> _DATA_:
impl CompactionManager {
    /// Creates a manager with an empty registry.
    ///
    /// The selector is the one named by `config.selector`.
    ///
    /// # Errors
    ///
    /// Returns an error if the configuration is invalid.
    pub fn new(
        storage_group: impl Into<String>,
        log_path: impl Into<PathBuf>,
        config: CompactionConfig,
        collaborators: Collaborators,
    ) -> CoreResult<Self> {
        config.validate()?;
        Ok(Self {
            storage_group: storage_group.into(),
            log_path: log_path.into(),
            registry: Arc::new(LevelRegistry::new(&config)),
            selector: Box::new(config.selector),
            config,
            collaborators,
            working: AtomicBool::new(false),
            cancel: CancelHandle::new(),
            stats: CompactionStats::new(),
        })
    }

    /// Opens a manager over a storage group directory: repairs any
    /// interrupted merge, then registers every live data file found.
    ///
    /// # Errors
    ///
    /// Returns an error if the configuration is invalid, recovery fails or
    /// the directory cannot be scanned.
    pub fn open(
        dir: &StorageGroupDir,
        config: CompactionConfig,
        collaborators: Collaborators,
    ) -> CoreResult<Self> {
        let manager = Self::new(dir.name(), dir.compaction_log_path(), config, collaborators)?;
        manager.recover()?;

        let scanned = dir.scan()?;
        info!(
            storage_group = %manager.storage_group,
            sequence = scanned.sequence.len(),
            unsequence = scanned.unsequence.len(),
            "loaded data files"
        );
        manager.registry.add_all(scanned.sequence, true);
        manager.registry.add_all(scanned.unsequence, false);
        Ok(manager)
    }

    /// Replaces the selector named by the configuration.
    #[must_use]
    pub fn with_selector(mut self, selector: Box<dyn MergeSelector>) -> Self {
        self.selector = selector;
        self
    }

    /// Storage group name.
    #[must_use]
    pub fn storage_group(&self) -> &str {
        &self.storage_group
    }

    /// Configuration in use.
    #[must_use]
    pub const fn config(&self) -> &CompactionConfig {
        &self.config
    }

    /// Path of the compaction log.
    #[must_use]
    pub fn log_path(&self) -> &Path {
        &self.log_path
    }

    /// The registry this manager compacts.
    #[must_use]
    pub const fn registry(&self) -> &Arc<LevelRegistry> {
        &self.registry
    }

    /// Handle for cancelling cycles from another thread.
    #[must_use]
    pub fn cancel_handle(&self) -> CancelHandle {
        self.cancel.clone()
    }

    /// Counters of this manager.
    #[must_use]
    pub const fn stats(&self) -> &CompactionStats {
        &self.stats
    }

    /// Returns true while a cycle is running.
    #[must_use]
    pub fn is_working(&self) -> bool {
        self.working.load(Ordering::Acquire)
    }

    /// Repairs the state left by an interrupted cycle, if any.
    ///
    /// # Errors
    ///
    /// Returns an error if a leftover file cannot be removed.
    pub fn recover(&self) -> CoreResult<RecoveryReport> {
        let report =
            RecoveryController::new(&self.log_path, Arc::clone(&self.collaborators.modifications))
                .recover()?;
        if report.log_found {
            self.stats.record_restore();
        }
        Ok(report)
    }

    /// Runs one compaction cycle over `partition`.
    pub fn run_cycle(&self, partition: PartitionId) -> CycleOutcome {
        if self
            .working
            .compare_exchange(false, true, Ordering::AcqRel, Ordering::Acquire)
            .is_err()
        {
            debug!(storage_group = %self.storage_group, "compaction already running");
            return CycleOutcome::AlreadyRunning;
        }
        let _working = WorkingGuard(&self.working);

        self.stats.record_cycle_start();
        let started = Instant::now();
        let outcome = match self.try_cycle(partition) {
            Ok(outcome) => outcome,
            Err(err) => {
                error!(
                    storage_group = %self.storage_group,
                    partition = partition.as_i64(),
                    error = %err,
                    "compaction cycle failed"
                );
                self.stats.record_failure();
                CycleOutcome::Failed {
                    reason: err.to_string(),
                    restored: self.restore(),
                }
            }
        };

        info!(
            storage_group = %self.storage_group,
            partition = partition.as_i64(),
            merged = outcome.is_merged(),
            elapsed_ms = started.elapsed().as_millis() as u64,
            "compaction cycle finished"
        );
        outcome
    }

    /// Runs one cycle per partition that holds unsequence files, in
    /// ascending partition order.
    pub fn run_all(&self) -> Vec<(PartitionId, CycleOutcome)> {
        self.registry
            .partitions(false)
            .into_iter()
            .filter(|partition| {
                self.registry
                    .level_sizes(false, *partition)
                    .first()
                    .is_some_and(|&count| count > 0)
            })
            .map(|partition| (partition, self.run_cycle(partition)))
            .collect()
    }

    fn try_cycle(&self, partition: PartitionId) -> CoreResult<CycleOutcome> {
        // The log must only ever describe the merge in flight.
        if self.log_path.exists() {
            warn!(
                storage_group = %self.storage_group,
                log = %self.log_path.display(),
                "resolving leftover compaction log before cycle"
            );
            if let Err(err) = self.recover() {
                self.stats.record_failure();
                return Ok(CycleOutcome::NotExecuted {
                    reason: format!("leftover compaction log unresolved: {err}"),
                });
            }
        }

        // FORKED
        let snapshot = self.registry.fork(partition);
        debug!(
            storage_group = %self.storage_group,
            partition = partition.as_i64(),
            files = snapshot.file_count(),
            "forked"
        );

        // SELECTING
        let Some(selection) = self.select(snapshot.level(true, 0), snapshot.level(false, 0)) else {
            self.stats.record_no_candidate();
            return Ok(CycleOutcome::NoCandidate);
        };
        let Some(first) = selection.sequence.first() else {
            self.stats.record_no_candidate();
            return Ok(CycleOutcome::NoCandidate);
        };
        let target_dir = first
            .path()
            .parent()
            .ok_or_else(|| CoreError::invalid_operation("sequence file has no parent directory"))?;
        let target = first.name().with_incremented_merge_count().in_dir(target_dir);
        if target.exists() {
            warn!(target = %target.display(), "merge target already exists");
            self.stats.record_failure();
            return Ok(CycleOutcome::NotExecuted {
                reason: format!("target {} already exists", target.display()),
            });
        }
        let sources = selection.sources();
        debug!(
            storage_group = %self.storage_group,
            sequence = selection.sequence.len(),
            unsequence = selection.unsequence.len(),
            target = %target.display(),
            "selected merge sources"
        );

        // MERGING
        let mut log = CompactionLogger::open(&self.log_path);
        for file in &selection.sequence {
            log.log_source(file.path(), true)?;
        }
        for file in &selection.unsequence {
            log.log_source(file.path(), false)?;
        }
        log.log_target(&target)?;

        let modifications = sources
            .iter()
            .map(|file| self.collaborators.modifications.read(file.path()))
            .collect::<CoreResult<Vec<_>>>()?;
        let request = MergeRequest {
            target: &target,
            sources: &sources,
            modifications: &modifications,
            target_file_size: self.config.target_file_size,
        };
        let output = match self.collaborators.merger.merge(&request) {
            Ok(output) if !output.targets.is_empty() => output,
            Ok(_) => return Err(CoreError::merge_failed("merge produced no target file")),
            Err(err) => {
                error!(
                    storage_group = %self.storage_group,
                    target = %target.display(),
                    error = %err,
                    "merge write failed"
                );
                self.stats.record_failure();
                self.restore();
                return Ok(CycleOutcome::NotExecuted {
                    reason: err.to_string(),
                });
            }
        };
        info!(
            storage_group = %self.storage_group,
            sources = sources.len(),
            targets = output.targets.len(),
            "merged level-0 files into next level"
        );

        let carried = carry_modifications(
            self.collaborators.modifications.as_ref(),
            &sources,
            &output.targets,
            &output.applied,
        )?;

        // SWAPPING
        self.registry.swap(
            &selection.sequence,
            &selection.unsequence,
            &output.targets,
            || {
                if self.cancel.take() {
                    warn!(storage_group = %self.storage_group, "compaction cancelled before swap");
                    return Err(CoreError::cancelled("interrupted before registry swap"));
                }
                Ok(())
            },
        )?;
        if let Err(err) = log.log_merge_finished() {
            warn!(error = %err, "cannot record finished merge in compaction log");
        }

        // CLEANUP
        self.cleanup(&selection);
        if let Err(err) = log.remove() {
            warn!(log = %self.log_path.display(), error = %err, "cannot remove compaction log");
        }

        self.stats.record_merge(
            sources.len(),
            selection.estimated_cost(),
            output.targets.len(),
            carried,
        );
        Ok(CycleOutcome::Merged {
            partition,
            sources: sources.len(),
            targets: output.targets.iter().map(|t| t.path().to_path_buf()).collect(),
            tombstones_carried: carried,
        })
    }

    /// Level-0 selection: all sealed sequence files and the first sealed
    /// unsequence file. `None` means nothing to merge.
    fn select(
        &self,
        sequence: &[Arc<FileResource>],
        unsequence: &[Arc<FileResource>],
    ) -> Option<Selection> {
        if !self.config.enable_unseq_compaction {
            return None;
        }
        let first_unsequence = unsequence.first()?;

        match self.selector.select(
            self.config.merge_memory_budget,
            sequence,
            std::slice::from_ref(first_unsequence),
        ) {
            Ok(selection) if !selection.sequence.is_empty() => Some(selection),
            Ok(_) => None,
            Err(err) => {
                warn!(storage_group = %self.storage_group, error = %err, "cannot select files for merge");
                None
            }
        }
    }

    fn cleanup(&self, selection: &Selection) {
        for file in selection.sequence.iter().chain(&selection.unsequence) {
            match self.delete_level_file(file) {
                Ok(renamed) => {
                    info!(source = %file.path().display(), renamed = %renamed.display(), "deleted merged file");
                }
                Err(err) => {
                    warn!(source = %file.path().display(), error = %err, "cannot delete merged file");
                }
            }
        }
        for (file, err) in
            remove_source_modifications(self.collaborators.modifications.as_ref(), &selection.sources())
        {
            warn!(source = %file.path().display(), error = %err, "cannot remove modification file");
        }
    }

    /// Retires one file that is no longer in the registry: caches and
    /// readers forget it, it is flagged deleted, and it is renamed out of
    /// the way for a later sweep.
    fn delete_level_file(&self, file: &FileResource) -> CoreResult<PathBuf> {
        let _lock = file.lock();
        for cache in &self.collaborators.caches {
            cache.invalidate_path(file.path());
        }
        self.collaborators.readers.close_and_evict(file.path());
        file.set_deleted();
        Ok(rename_to_deleted(file.path())?)
    }

    fn restore(&self) -> bool {
        match self.recover() {
            Ok(report) => {
                debug!(
                    storage_group = %self.storage_group,
                    removed_targets = report.removed_targets.len(),
                    "restored after failed cycle"
                );
                true
            }
            Err(err) => {
                error!(storage_group = %self.storage_group, error = %err, "restore failed");
                false
            }
        }
    }
}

> _WHAT YOU SHOULD DO_:
Above are some records. Report the number of their lines that include "warn", and add nothing else.

> _REPLY TO THE TASK_:
8